This runs the tests and produces a runnable target/philter-router.jar (Java 25).

Run

java -jar philter-router.jar /path/to/router.yaml

The router starts whatever the configuration enables: the HTTP API (server), folder watching (watch.locations), or both. To also write rolling log files, set router.log.dir:

java -Drouter.log.dir=/var/log/philter-router -jar philter-router.jar router.yaml

On Windows the same jar runs as a Windows Service under a service wrapper; the HTTP API and folder watching behave identically.

Docker

A multi-stage Dockerfile builds the jar and runs it on a JRE base image as a non-root user.
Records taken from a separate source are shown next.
use chrono::NaiveDate;
use shared::{build_tree, toggle_id, Account, Category, FlowFilter, FlowType, Payee, ReferenceQuery, Resource, Tag};
use web_sys::{HtmlInputElement, HtmlSelectElement};
use yew::prelude::*;

use crate::components::tree_select::{leaves, TreeSelect};
use crate::hooks::use_reference_list::use_reference_list;
use crate::services::api::ApiClient;

#[derive(Properties, PartialEq)]
pub struct FlowSearchFormProps {
    pub api_client: ApiClient,
    pub filter: FlowFilter,
    pub on_search: Callback<FlowFilter>,
}

/// Chips for the picked ids of a multi-select filter, labelled from the
/// loaded options when possible
fn id_chips<T>(ids: &[i64], items: &[T], describe: fn(&T) -> (i64, String), on_toggle: &Callback<i64>) -> Html {
    html! {
        <span class="tag-chips">
            { for ids.iter().map(|&id| {
                let label = items
                    .iter()
                    .map(describe)
                    .find(|(item_id, _)| *item_id == id)
                    .map(|(_, label)| label)
                    .unwrap_or_else(|| format!("#{}", id));
                let on_remove = on_toggle.reform(move |_: MouseEvent| id);
                html! {
                    <span class="chip" key={id}>{label}<button type="button" onclick={on_remove}>{"×"}</button></span>
                }
            })}
        </span>
    }
}

/// Search inputs above the flow table. Edits are kept locally until the
/// user presses Search.
#[function_component(FlowSearchForm)]
pub fn flow_search_form(props: &FlowSearchFormProps) -> Html {
    let draft = use_state(|| props.filter.clone());
    let accounts = use_reference_list::<Account>(&props.api_client, ReferenceQuery::new(Resource::Accounts));
    // option lists follow the book and the type picked in the form
    let book_id = props.filter.book_id;
    let flow_type = draft.flow_type;
    let categories =
        use_reference_list::<Category>(&props.api_client, ReferenceQuery::search_categories(book_id, flow_type));
    let tags = use_reference_list::<Tag>(&props.api_client, ReferenceQuery::search_tags(book_id, flow_type));
    let payees = use_reference_list::<Payee>(&props.api_client, ReferenceQuery::search_payees(book_id, flow_type));

    let edit = |apply: fn(&mut FlowFilter, String)| {
        let draft = draft.clone();
        Callback::from(move |e: Event| {
            let value = e.target_unchecked_into::<HtmlInputElement>().value();
            let mut next = (*draft).clone();
            apply(&mut next, value);
            draft.set(next);
        })
    };

    let select = |apply: fn(&mut FlowFilter, String)| {
        let draft = draft.clone();
        Callback::from(move |e: Event| {
            let value = e.target_unchecked_into::<HtmlSelectElement>().value();
            let mut next = (*draft).clone();
            apply(&mut next, value);
            draft.set(next);
        })
    };

    let on_account = {
        let draft = draft.clone();
        Callback::from(move |choice: Option<(i64, String)>| {
            draft.set(FlowFilter {
                account_id: choice.map(|(id, _)| id),
                ..(*draft).clone()
            });
        })
    };

    let toggler = |ids_of: fn(&mut FlowFilter) -> &mut Vec<i64>| {
        let draft = draft.clone();
        Callback::from(move |id: i64| {
            let mut next = (*draft).clone();
            toggle_id(ids_of(&mut next), id);
            draft.set(next);
        })
    };
    let toggle_category = toggler(|f| &mut f.categories);
    let toggle_tag = toggler(|f| &mut f.tags);
    let toggle_payee = toggler(|f| &mut f.payees);

    // the select only adds; picked values are shown and removed as chips
    let adder = |toggle: &Callback<i64>| {
        let toggle = toggle.clone();
        Callback::from(move |choice: Option<(i64, String)>| {
            if let Some((id, _)) = choice {
                toggle.emit(id);
            }
        })
    };

    let onsubmit = {
        let draft = draft.clone();
        let on_search = props.on_search.clone();
        Callback::from(move |e: SubmitEvent| {
            e.prevent_default();
            on_search.emit((*draft).clone());
        })
    };

    let onreset = {
        let draft = draft.clone();
        let on_search = props.on_search.clone();
        Callback::from(move |e: Event| {
            e.prevent_default();
            draft.set(FlowFilter::default());
            on_search.emit(FlowFilter::default());
        })
    };

    let selected_account = draft.account_id.map(|id| {
        let label = accounts
            .items
            .iter()
            .find(|a| a.id == id)
            .map(|a| a.name.clone())
            .unwrap_or_default();
        (id, label)
    });

    let type_options = [FlowType::Expense, FlowType::Income, FlowType::Transfer, FlowType::Adjust];

    html! {
        <form class="search-form" {onsubmit} {onreset}>
            <input type="text" placeholder="Title" value={draft.title.clone().unwrap_or_default()}
                onchange={edit(|f, v| f.title = Some(v))} />
            <select onchange={select(|f, v| f.flow_type = FlowType::parse(&v))}>
                <option value="" selected={draft.flow_type.is_none()}>{"All types"}</option>
                { for type_options.into_iter().map(|t| html! {
                    <option value={t.as_str()} selected={draft.flow_type == Some(t)}>{t.label()}</option>
                })}
            </select>
            <input type="number" step="any" placeholder="Min amount"
                value={draft.min_amount.map(|v| v.to_string()).unwrap_or_default()}
                onchange={edit(|f, v| f.min_amount = v.trim().parse().ok())} />
            <input type="number" step="any" placeholder="Max amount"
                value={draft.max_amount.map(|v| v.to_string()).unwrap_or_default()}
                onchange={edit(|f, v| f.max_amount = v.trim().parse().ok())} />
            <input type="date" value={draft.start_date.map(|d| d.to_string()).unwrap_or_default()}
                onchange={edit(|f, v| f.start_date = NaiveDate::parse_from_str(&v, "%Y-%m-%d").ok())} />
            <input type="date" value={draft.end_date.map(|d| d.to_string()).unwrap_or_default()}
                onchange={edit(|f, v| f.end_date = NaiveDate::parse_from_str(&v, "%Y-%m-%d").ok())} />
            <TreeSelect
                id="search-account"
                nodes={leaves(&accounts.items, |a| (a.id, a.name.clone(), true))}
                selected={selected_account}
                loading={accounts.loading}
                placeholder="All accounts"
                on_focus={accounts.load.clone()}
                on_change={on_account}
            />
            <span class="multi-filter">
                {id_chips(&draft.categories, &categories.items, |c| (c.id, c.name.clone()), &toggle_category)}
                <TreeSelect
                    id="search-category"
                    nodes={build_tree(&categories.items)}
                    loading={categories.loading}
                    placeholder={if draft.categories.is_empty() { "All categories" } else { "Add category" }}
                    on_focus={categories.load.clone()}
                    on_change={adder(&toggle_category)}
                />
            </span>
            <span class="multi-filter">
                {id_chips(&draft.tags, &tags.items, |t| (t.id, t.name.clone()), &toggle_tag)}
                <TreeSelect
                    id="search-tag"
                    nodes={build_tree(&tags.items)}
                    loading={tags.loading}
                    placeholder={if draft.tags.is_empty() { "All tags" } else { "Add tag" }}
                    on_focus={tags.load.clone()}
                    on_change={adder(&toggle_tag)}
                />
            </span>
            <span class="multi-filter">
                {id_chips(&draft.payees, &payees.items, |p| (p.id, p.name.clone()), &toggle_payee)}
                <TreeSelect
                    id="search-payee"
                    nodes={leaves(&payees.items, |p| (p.id, p.name.clone(), true))}
                    loading={payees.loading}
                    placeholder={if draft.payees.is_empty() { "All payees" } else { "Add payee" }}
                    on_focus={payees.load.clone()}
                    on_change={adder(&toggle_payee)}
                />
            </span>
            <select onchange={select(|f, v| f.confirm = v.parse().ok())}>
                <option value="" selected={draft.confirm.is_none()}>{"Confirmed?"}</option>
                <option value="true" selected={draft.confirm == Some(true)}>{"Confirmed"}</option>
                <option value="false" selected={draft.confirm == Some(false)}>{"Unconfirmed"}</option>
            </select>
            <select onchange={select(|f, v| f.include = v.parse().ok())}>
                <option value="" selected={draft.include.is_none()}>{"Included?"}</option>
                <option value="true" selected={draft.include == Some(true)}>{"Included"}</option>
                <option value="false" selected={draft.include == Some(false)}>{"Excluded"}</option>
            </select>
            <input type="text" placeholder="Notes" value={draft.notes.clone().unwrap_or_default()}
                onchange={edit(|f, v| f.notes = Some(v))} />
            <button type="submit">{"Search"}</button>
            <button type="reset">{"Reset"}</button>
        </form>
    }
}
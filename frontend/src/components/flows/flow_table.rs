use shared::{delete_prompt, row_actions, BalanceFlow, Book, FlowSortColumn, FlowType, FormAction, FormContext};
use yew::prelude::*;

use super::action_form::ActionForm;
use super::search_form::FlowSearchForm;
use super::statistics_bar::StatisticsBar;
use crate::components::table::{Pagination, SortHeader};
use crate::hooks::use_balance_flows::use_balance_flows;
use crate::hooks::use_notification::Notice;
use crate::services::api::ApiClient;
use crate::services::time;

#[derive(Properties, PartialEq)]
pub struct FlowTableProps {
    pub api_client: ApiClient,
    pub book: Option<Book>,
    pub page_size: u32,
    pub notify: Callback<Notice>,
}

fn categories_cell(record: &BalanceFlow) -> String {
    if let Some(name) = record.category_name.as_ref() {
        return name.clone();
    }
    record
        .categories
        .iter()
        .map(|relation| relation.category.name.as_str())
        .collect::<Vec<_>>()
        .join(", ")
}

fn amount_cell(amount: Option<f64>) -> String {
    amount.map(|v| format!("{:.2}", v)).unwrap_or_default()
}

#[function_component(FlowTable)]
pub fn flow_table(props: &FlowTableProps) -> Html {
    let flows = use_balance_flows(
        &props.api_client,
        props.book.as_ref().map(|b| b.id),
        props.page_size,
        props.notify.clone(),
    );
    let open_form = use_state(|| Option::<FormContext>::None);
    let expanded = use_state(|| Option::<i64>::None);

    let state = &flows.state;
    let actions = &flows.actions;

    let open = {
        let open_form = open_form.clone();
        Callback::from(move |ctx: FormContext| open_form.set(Some(ctx)))
    };

    let on_add = {
        let open = open.clone();
        let book = props.book.clone();
        Callback::from(move |_: MouseEvent| {
            if let Some(book) = book.clone() {
                open.emit(FormContext::create(FlowType::Expense, book, time::now_millis()));
            }
        })
    };

    let on_close = {
        let open_form = open_form.clone();
        Callback::from(move |_: ()| open_form.set(None))
    };

    let row = |record: &BalanceFlow| {
        let id = record.id;
        let allowed = row_actions(record);
        let for_action = |action: FormAction| {
            let open = open.clone();
            let record = record.clone();
            Callback::from(move |_: MouseEvent| {
                open.emit(FormContext::for_record(action, record.clone(), time::now_millis()));
            })
        };
        let on_confirm = actions.confirm.reform(move |_: MouseEvent| id);
        let on_delete = {
            let remove = actions.remove.clone();
            let prompt = delete_prompt(record);
            Callback::from(move |_: MouseEvent| {
                if gloo::dialogs::confirm(prompt) {
                    remove.emit(id);
                }
            })
        };
        let is_expanded = *expanded == Some(id);
        let on_expand = {
            let expanded = expanded.clone();
            Callback::from(move |_: MouseEvent| expanded.set(if is_expanded { None } else { Some(id) }))
        };

        html! {
            <>
                <tr class={classes!(record.confirm.then_some("confirmed"))}>
                    <td><button class="expand" onclick={on_expand}>{ if is_expanded { "−" } else { "+" } }</button></td>
                    <td>{time::format_millis(record.create_time)}</td>
                    <td>{record.type_name.clone().unwrap_or_else(|| record.flow_type.label().to_string())}</td>
                    <td>{record.title.clone().unwrap_or_default()}</td>
                    <td>{record.account_name.clone().or_else(|| record.account.as_ref().map(|a| a.name.clone())).unwrap_or_default()}</td>
                    <td class="amount">{amount_cell(record.amount)}</td>
                    <td>{categories_cell(record)}</td>
                    <td>{record.tags.iter().map(|t| t.tag.name.as_str()).collect::<Vec<_>>().join(", ")}</td>
                    <td>{record.payee.as_ref().map(|p| p.name.clone()).unwrap_or_default()}</td>
                    <td>{ if record.confirm { "✓" } else { "" } }</td>
                    <td>{ if record.include { "✓" } else { "" } }</td>
                    <td class="row-actions">
                        <button disabled={!allowed.copy} onclick={for_action(FormAction::Copy)}>{"Copy"}</button>
                        <button disabled={!allowed.update} onclick={for_action(FormAction::Update)}>{"Update"}</button>
                        <button disabled={!allowed.refund} onclick={for_action(FormAction::Refund)}>{"Refund"}</button>
                        <button disabled={!allowed.confirm} onclick={on_confirm}>{"Confirm"}</button>
                        <button class="danger" onclick={on_delete}>{"Delete"}</button>
                    </td>
                </tr>
                { if is_expanded { html! {
                    <tr class="expanded-row">
                        <td colspan="12">
                            { if record.need_convert { html! {
                                <p>{format!(
                                    "Convert {}: {}",
                                    record.convert_code.clone().unwrap_or_default(),
                                    amount_cell(record.converted_amount)
                                )}</p>
                            }} else { html! {} }}
                            <p>{record.notes.clone().unwrap_or_default()}</p>
                        </td>
                    </tr>
                }} else { html! {} }}
            </>
        }
    };

    let sort_header = |label: &'static str, column: FlowSortColumn| {
        html! {
            <SortHeader
                {label}
                field={column.field()}
                sort={state.sort.clone()}
                on_sort={actions.sort_by.clone()}
            />
        }
    };

    html! {
        <section class="flow-table">
            <FlowSearchForm
                api_client={props.api_client.clone()}
                filter={state.filter.clone()}
                on_search={actions.search.clone()}
            />
            <div class="table-toolbar">
                <StatisticsBar statistics={state.statistics} loading={state.loading} />
                <button class="primary" disabled={props.book.is_none()} onclick={on_add}>{"Add"}</button>
            </div>

            {if let Some(message) = state.error.as_ref() {
                html! { <div class="form-message error">{message.clone()}</div> }
            } else { html! {} }}

            <table class={classes!("data-table", state.loading.then_some("loading"))}>
                <thead>
                    <tr>
                        <th></th>
                        {sort_header("Time", FlowSortColumn::CreateTime)}
                        {sort_header("Type", FlowSortColumn::Type)}
                        {sort_header("Title", FlowSortColumn::Title)}
                        {sort_header("Account", FlowSortColumn::Account)}
                        {sort_header("Amount", FlowSortColumn::Amount)}
                        <th>{"Categories"}</th>
                        <th>{"Tags"}</th>
                        {sort_header("Payee", FlowSortColumn::Payee)}
                        {sort_header("Confirmed", FlowSortColumn::Confirm)}
                        {sort_header("Included", FlowSortColumn::Include)}
                        <th>{"Actions"}</th>
                    </tr>
                </thead>
                <tbody>
                    { if state.page.data.is_empty() && !state.loading {
                        html! { <tr><td colspan="12" class="empty">{"No records"}</td></tr> }
                    } else {
                        html! { for state.page.data.iter().map(row) }
                    }}
                </tbody>
            </table>

            <Pagination
                current={state.paging.current}
                page_count={state.page.page_count(state.paging.page_size)}
                total={state.page.total}
                on_change={actions.go_to_page.clone()}
            />

            { if let Some(ctx) = (*open_form).clone() { html! {
                <ActionForm
                    api_client={props.api_client.clone()}
                    context={ctx}
                    notify={props.notify.clone()}
                    on_close={on_close}
                    on_saved={actions.reload.clone()}
                />
            }} else { html! {} }}
        </section>
    }
}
The configuration is mounted at /config/router.yaml and watched and output directories under /data.

docker build -t philterd/philter-router .
docker run --rm \
  -p 8080:8080 \
  -v "$PWD/config:/config:ro" \
  -v "$PWD/data:/data" \
  philterd/philter-router

JAVA_OPTS is passed through, for example -e JAVA_OPTS=-Drouter.log.dir=/data/logs.

HTTPS

The image generates a self-signed certificate at build time and serves the API over HTTPS, so requests use https:// (for example curl -k https://localhost:8080/api/health). To use your own certificate, mount a PKCS12 keystore and override the SSL settings, or disable HTTPS with -e SSL_OPTS=:

docker run --rm -p 8080:8080 \
  -e SSL_OPTS="-Dserver.ssl.enabled=true -Dserver.ssl.key-store=/config/keystore.p12 -Dserver.ssl.key-store-password=secret -Dserver.ssl.key-store-type=PKCS12 -Dserver.ssl.key-alias=myalias" \
  -v "$PWD/config:/config:ro" -v "$PWD/data:/data" \
  philterd/philter-router

Docker Compose

docker-compose.yml runs the router with a local Ollama for classification. Provide ./config/router.yaml (see Configuration); in it, point the classifier endpoint at http://ollama:11434 and the engine URLs at your Philter engines.

docker compose up -d
docker compose exec ollama ollama pull llama3.1
curl -sS localhost:8080/api/health

The Philter engines the router forwards to run as their own services. Add them to the Compose file or point the engine URLs at existing deployments.

Scaling

The two entry points scale differently.

The HTTP API is stateless. Each request is independent: there is no shared or cross-request state, configuration is read-only after startup, and authorization is per request. Run any number of instances behind a load balancer with no session affinity. The routers forward to Philter, so Philter and the classifier become the downstream capacity limit as instances are added.

The folder watcher is single-instance per directory set. Its processed-file ledger is in-memory and per-process, so two watchers on the same directories redact each file twice and contend on the move to the done directory. To scale watching, partition the directories across instances so no two watch the same location, or run a single watcher (or the batch client) that fans out to a pool of stateless API instances.